Youth who are subjected to IBD-related stigma may have higher anxiety about unpleasant symptoms that interfere with their participation in everyday activities, thus leading to less chances for reinforcement and greater depressed symptoms. The current study looked at a serial mediation model of IBD stigma, IBD concern, disease intrusiveness, and depressed symptoms, in which stigma was anticipated to have an indirect influence on young depressive symptoms via the serial effects of stigma on IBD concern and illness intrusiveness. Youth with IBD between the ages of 10 and 18 were recruited from a paediatric gastroenterology clinic and completed measures of IBD stigma, IBD fear, disease intrusiveness, and depressive symptoms.

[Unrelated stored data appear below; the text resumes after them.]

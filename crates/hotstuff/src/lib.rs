//! HotStuff voting core.
//!
//! One [`HeightDataPackage`] collects the votes of a single
//! (view, round); the [`HotStuffState`] wrapper advances views and
//! rounds, replacing the package so late votes for past slots fall on
//! the floor.

mod height_data;
mod state;

pub use height_data::{HeightDataPackage, VoteError};
pub use state::HotStuffState;
//! The leader's signed part-set announcement.

use lattice_types::{proposal_message, to_wire, Hash, PartError, PartSetHeader};
use serde::{Deserialize, Serialize};

/// Announces a block's part structure to the shard.
///
/// Validators install the part set from the header and start accepting
/// parts; the block header hash pins what the reassembled block must
/// hash to.
#[derive(Debug, Clone, PartialEq, Eq, Serialize, Deserialize)]
pub struct Proposal {
    /// The announced part structure.
    pub header: PartSetHeader,

    /// Index of the proposing validator.
    pub proposer_index: u32,

    /// Hash of the proposed block's header tree.
    pub block_header_hash: Hash,

    /// BLS signature over `sign_bytes()`.
    pub signature: Vec<u8>,
}

impl Proposal {
    /// Build an unsigned proposal.
    pub fn new(header: PartSetHeader, proposer_index: u32, block_header_hash: Hash) -> Self {
        Self {
            header,
            proposer_index,
            block_header_hash,
            signature: Vec::new(),
        }
    }

    /// The bytes the proposer signs.
    pub fn sign_bytes(&self) -> Vec<u8> {
        proposal_message(&self.header, &self.block_header_hash)
    }

    /// Cheap shape checks.
    pub fn validate_basic(&self) -> Result<(), PartError> {
        self.header.validate_basic()
    }

    /// Wire encoding.
    pub fn wire_bytes(&self) -> Vec<u8> {
        to_wire(self)
    }
}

In addition to many independent direct effects among the modelled variables, the results indicated a substantial IBD stigma IBD concern disease intrusiveness depressed symptoms serial mediation route, adjusting for juvenile sex and IBD severity. The experience of IBD-related stigma may lead to greater concern about IBD symptoms, regardless of disease activity. Furthermore, increased anxiety tends to exacerbate teenagers’ experiences of IBD-imposed constraints on normal and enjoyable activities, raising their chance of developing depressive symptoms. For lowering concern and depression symptoms in kids with IBD, stigma-specific therapy modules might be included into existing cognitive-behavioral techniques.